抗体特异性保障：优先使用经 IF 验证的抗体（如 Abcam、CST 品牌），实验设置阴性对照（同型 IgG 或无 primary antibody），确保荧光信号的特异性；对新抗体进行预实验，优化稀释比例（通常 1:100-1:500）。

信号放大与背景控制：采用高亮度荧光二抗（如 Alexa Fluor 系列，抗淬灭性强），对低丰度蛋白采用信号放大系统（如 TSA 荧光放大）；封闭步骤使用 5% BSA+0.3% Triton X-100，平衡通透效果与非特异性结合。

抗原修复优化：对 FFPE 样本根据抗原特性选择修复方式（柠檬酸盐缓冲液热修复适合多数蛋白，EDTA 缓冲液适合磷酸化蛋白），修复时间精准控制（10-20 分钟），避免抗原破坏。
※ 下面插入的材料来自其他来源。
//! MySQL credit card DAO implementation.

use crate::{dao::CreditCardDao, pool::DatabasePoolInterface};
use async_trait::async_trait;
use emporium_core::{CreditCard, CustomerId, EmporiumError, EmporiumResult};
use shaku::Component;
use sqlx::FromRow;
use std::sync::Arc;
use tracing::debug;

/// MySQL credit card DAO implementation.
#[derive(Component, Clone)]
#[shaku(interface = CreditCardDao)]
pub struct MySqlCreditCardDao {
    #[shaku(inject)]
    pool: Arc<dyn DatabasePoolInterface>,
}

impl MySqlCreditCardDao {
    /// Creates a new MySQL credit card DAO.
    #[must_use]
    pub fn new(pool: Arc<dyn DatabasePoolInterface>) -> Self {
        Self { pool }
    }
}

/// Database row representation of a credit card.
#[derive(Debug, FromRow)]
struct CreditCardRow {
    holder_name: String,
    card_number: String,
    exp_date: String,
    security_code: String,
}

impl From<CreditCardRow> for CreditCard {
    fn from(row: CreditCardRow) -> Self {
        CreditCard {
            holder_name: row.holder_name,
            card_number: row.card_number,
            exp_date: row.exp_date,
            security_code: row.security_code,
        }
    }
}

#[async_trait]
impl CreditCardDao for MySqlCreditCardDao {
    async fn create(
        &self,
        card: &CreditCard,
        customer_id: CustomerId,
    ) -> EmporiumResult<CreditCard> {
        debug!("Inserting credit card for customer: {}", customer_id);

        sqlx::query(
            r#"
            INSERT INTO credit_card (customer_id, holder_name, card_number, exp_date, security_code)
            VALUES (?, ?, ?, ?, ?)
            "#,
        )
        .bind(customer_id.into_inner())
        .bind(&card.holder_name)
        .bind(&card.card_number)
        .bind(&card.exp_date)
        .bind(&card.security_code)
        .execute(self.pool.inner())
        .await?;

        self.find_by_customer_id(customer_id)
            .await?
            .ok_or_else(|| EmporiumError::internal("Failed to fetch inserted credit card"))
    }

    async fn find_by_customer_id(
        &self,
        customer_id: CustomerId,
    ) -> EmporiumResult<Option<CreditCard>> {
        debug!("Finding credit card for customer: {}", customer_id);

        let row = sqlx::query_as::<_, CreditCardRow>(
            r#"
            SELECT holder_name, card_number, exp_date, security_code
            FROM credit_card
            WHERE customer_id = ?
            "#,
        )
        .bind(customer_id.into_inner())
        .fetch_optional(self.pool.inner())
        .await?;

        Ok(row.map(CreditCard::from))
    }

    async fn delete_by_customer_id(&self, customer_id: CustomerId) -> EmporiumResult<bool> {
        debug!("Deleting credit card for customer: {}", customer_id);

        let result = sqlx::query("DELETE FROM credit_card WHERE customer_id = ?")
            .bind(customer_id.into_inner())
            .execute(self.pool.inner())
            .await?;

        Ok(result.rows_affected() > 0)
    }
}

impl std::fmt::Debug for MySqlCreditCardDao {
    fn fmt(&self, f: &mut std::fmt::Formatter<'_>) -> std::fmt::Result {
        f.debug_struct("MySqlCreditCardDao").finish_non_exhaustive()
    }
}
成像质量控制：使用 Leica DMi8 荧光显微镜，配备 6 位荧光滤光片轮，确保多通道荧光无串色；高分辨率 CCD 相机（≥1600 万像素）捕捉弱信号，保证图像清晰度与信噪比。

七、常见问题（FAQ）

Q：非特异性荧光背景高的原因是什么？

A：可能因抗体浓度过高、封闭不充分或洗涤不彻底导致。我方会通过降低抗体稀释比例（如从 1:100 调整为 1:300）、延长封闭时间（从 1 小时增至 2 小时）、增加洗涤次数（5 次 ×5 分钟）等方式降低背景，确保特异性信号清晰。

Q：双标实验中如何避免荧光串色？

A：需选择发射波长差异大的荧光染料（如 FITC - 绿色与 Cy3 - 红色，发射峰相差≥50nm），并设置单通道对照验证无串色；成像时使用专用滤光片组，严格区分不同荧光信号，必要时采用光谱拆分技术去除串色干扰。

Q：细胞爬片脱片严重怎么办？

A：脱片多因爬片未包被或固定不及时导致。我方会使用多聚赖氨酸包被的爬片，细胞接种后培养至贴壁牢固（≥24 小时），固定时用 4℃预冷的多聚甲醛缓慢浸润，避免直接冲洗冲击细胞，确保切片完整。